Variation in tumor-associated immune profiles and colorectal cancer outcomes

Considerable variability in tumor-associated immune responses exists across populations. These variations may explain part of the observed differences in response to cancer therapies, particularly immunotherapy, and treatment outcomes. In colorectal cancer (CRC), the intensity and composition of tumor infiltrating lymphocytes (TIL) are established prognostic and predictive indicators. However, factors contributing to the variability in TIL responses observed among CRCs remain largely unknown. In a recent study, differences in lymphocytic reactions to CRC were observed to partially explain the survival difference between groups of people from different backgrounds. Limited data is available for other groups that broadly represent the US population. Prior research has also been limited by relying solely on self-reported information, a significant limitation. Studies show that self-report does not fully or accurately reflect genetic background. We hypothesize that ancestral genetic architecture is important for shaping immune-related determinants of CRC outcomes given the differential efficiency of immune function observed across populations. Here, we will test the hypothesis that genetic ancestry is independently associated with differences in tumor-associated T cell profiles that contribute to CRC outcome differences across populations using existing resources.
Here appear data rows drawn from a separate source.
use tracing::debug;
use tracing::warn;

use super::lease_guard::LeaseGuard;
use crate::BatchOptions;
use crate::EngineBatch;
use crate::EngineHandle;
use crate::Result;
use crate::StorageEngine;

pub(crate) type BatchOf<E> = <<E as StorageEngine>::Handle as EngineHandle>::Batch;

/// Atomic write batch bound to one scoped lease.
///
/// Writes are buffered and reach the engine only on [`ScopedBatch::commit`].
/// The handle stays open for the batch's whole lifetime and is released on
/// every exit path:
///
/// - `commit` applies the writes, then releases.
/// - `discard` drops the writes, then releases.
/// - Dropping an uncommitted batch discards a transactional batch and commits
///   a non-transactional one, then releases.
pub struct ScopedBatch<'a, E: StorageEngine> {
    batch: Option<BatchOf<E>>,
    // Declared last: the lease ends after the batch is settled
    guard: LeaseGuard<'a, E>,
}

impl<'a, E: StorageEngine> ScopedBatch<'a, E> {
    pub(crate) fn new(
        guard: LeaseGuard<'a, E>,
        batch: BatchOf<E>,
    ) -> Self {
        Self {
            batch: Some(batch),
            guard,
        }
    }

    /// Buffers a write. No I/O happens until commit.
    pub fn put(
        &mut self,
        key: impl AsRef<[u8]>,
        value: impl AsRef<[u8]>,
    ) {
        if let Some(batch) = self.batch.as_mut() {
            batch.put(key.as_ref(), value.as_ref());
        }
    }

    /// Buffers a removal.
    pub fn delete(
        &mut self,
        key: impl AsRef<[u8]>,
    ) {
        if let Some(batch) = self.batch.as_mut() {
            batch.delete(key.as_ref());
        }
    }

    /// Number of buffered operations
    pub fn len(&self) -> usize {
        self.batch.as_ref().map_or(0, |b| b.len())
    }

    pub fn is_empty(&self) -> bool {
        self.len() == 0
    }

    pub fn options(&self) -> BatchOptions {
        self.batch.as_ref().map(|b| b.options()).unwrap_or_default()
    }

    /// Applies all buffered writes atomically, then releases the lease.
    pub fn commit(mut self) -> Result<()> {
        match self.batch.take() {
            Some(batch) => self.apply(batch),
            None => Ok(()),
        }
    }

    /// Drops all buffered writes, then releases the lease.
    pub fn discard(mut self) {
        if let Some(mut batch) = self.batch.take() {
            debug!(len = batch.len(), "write batch discarded");
            batch.clear();
        }
    }

    fn apply(
        &self,
        batch: BatchOf<E>,
    ) -> Result<()> {
        let len = batch.len();
        self.guard
            .manager()
            .with_held_handle(move |handle| handle.commit_batch(batch))?;
        debug!(len, "write batch committed");
        Ok(())
    }
}

impl<E: StorageEngine> Drop for ScopedBatch<'_, E> {
    fn drop(&mut self) {
        let Some(mut batch) = self.batch.take() else {
            return;
        };

        if batch.options().transactional {
            debug!(
                len = batch.len(),
                "transactional write batch left its scope uncommitted, discarding"
            );
            batch.clear();
        } else if !batch.is_empty() {
            if let Err(e) = self.apply(batch) {
                warn!(?e, "failed to commit write batch on scope exit");
            }
        }
    }
}

impl<E: StorageEngine> std::fmt::Debug for ScopedBatch<'_, E> {
    fn fmt(
        &self,
        f: &mut std::fmt::Formatter<'_>,
    ) -> std::fmt::Result {
        f.debug_struct("ScopedBatch")
            .field("len", &self.len())
            .field("options", &self.options())
            .finish()
    }
}
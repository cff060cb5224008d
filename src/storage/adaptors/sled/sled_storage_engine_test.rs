use bytes::Bytes;
use tempfile::TempDir;
use tracing_test::traced_test;

use super::*;
use crate::BatchOptions;
use crate::EngineBatch;
use crate::EngineHandle;
use crate::IterOptions;
use crate::SledConfig;
use crate::SledMode;
use crate::StorageEngine;

// Test setup helper
fn setup_handle() -> (SledEngine, SledHandle, TempDir) {
    let tempdir = tempfile::tempdir().unwrap();
    let engine = SledEngine::new(SledConfig::default());
    let handle = engine.open(&tempdir.path().join("db")).unwrap();
    (engine, handle, tempdir)
}

fn keys(cursor: SledCursor) -> Vec<Bytes> {
    cursor.map(|entry| entry.unwrap().0).collect()
}

#[test]
#[traced_test]
fn test_empty_storage() {
    let (_engine, handle, _dir) = setup_handle();

    assert_eq!(handle.get(b"missing").unwrap(), None);
    assert!(keys(handle.iter(&IterOptions::default())).is_empty());
}

#[test]
#[traced_test]
fn test_point_operations() {
    let (_engine, handle, _dir) = setup_handle();

    handle.put(b"a", b"1").unwrap();
    assert_eq!(handle.get(b"a").unwrap(), Some(Bytes::from("1")));

    handle.put(b"a", b"2").unwrap();
    assert_eq!(handle.get(b"a").unwrap(), Some(Bytes::from("2")));

    handle.delete(b"a").unwrap();
    assert_eq!(handle.get(b"a").unwrap(), None);
}

#[test]
#[traced_test]
fn test_data_survives_close_and_reopen() {
    let tempdir = tempfile::tempdir().unwrap();
    let path = tempdir.path().join("db");
    let engine = SledEngine::new(SledConfig {
        mode: SledMode::LowSpace,
        ..Default::default()
    });

    let handle = engine.open(&path).unwrap();
    handle.put(b"persist", b"yes").unwrap();
    handle.close().unwrap();

    let handle = engine.open(&path).unwrap();
    assert_eq!(handle.get(b"persist").unwrap(), Some(Bytes::from("yes")));
}

#[test]
#[traced_test]
fn test_batch_persistence() {
    let (_engine, handle, _dir) = setup_handle();
    handle.put(b"old", b"x").unwrap();

    let mut batch = handle.write_batch(BatchOptions::transactional().with_sync(true));
    for i in 0..10u8 {
        batch.put(&[b'k', i], &[i]);
    }
    batch.delete(b"old");
    assert_eq!(batch.len(), 11);
    assert!(batch.options().sync);

    // Nothing is visible before commit
    assert_eq!(handle.get(&[b'k', 0]).unwrap(), None);

    handle.commit_batch(batch).unwrap();
    assert_eq!(handle.get(&[b'k', 9]).unwrap(), Some(Bytes::from(vec![9u8])));
    assert_eq!(handle.get(b"old").unwrap(), None);
}

#[test]
#[traced_test]
fn test_cleared_batch_is_empty() {
    let (_engine, handle, _dir) = setup_handle();

    let mut batch = handle.write_batch(BatchOptions::default());
    batch.put(b"a", b"1");
    batch.clear();
    assert!(batch.is_empty());

    handle.commit_batch(batch).unwrap();
    assert_eq!(handle.get(b"a").unwrap(), None);
}

#[test]
#[traced_test]
fn test_iter_prefix_and_direction() {
    let (_engine, handle, _dir) = setup_handle();
    for key in ["user:2", "user:1", "item:1", "user:3"] {
        handle.put(key.as_bytes(), b"v").unwrap();
    }

    assert_eq!(
        keys(handle.iter(&IterOptions::default())),
        vec!["item:1", "user:1", "user:2", "user:3"]
    );
    assert_eq!(
        keys(handle.iter(&IterOptions::default().with_prefix("user:").reversed())),
        vec!["user:3", "user:2", "user:1"]
    );
}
We will address three aims: (1) quantify CRC-associated T cell profiles using DNA- and protein-based approaches; (2) investigate the independent associations of patient factors, epidemiologic variables, and clinical characteristics with T cell profiles in the tumor microenvironment; and (3) compare CRC-associated T cell profiles between different population groups. This study will understand the relationships between germline genetics, tumor immunobiology, and cancer differences. Results will provide new avenues for understanding immunological factors contributing to differences in treatment response and mortality across patients with CRC.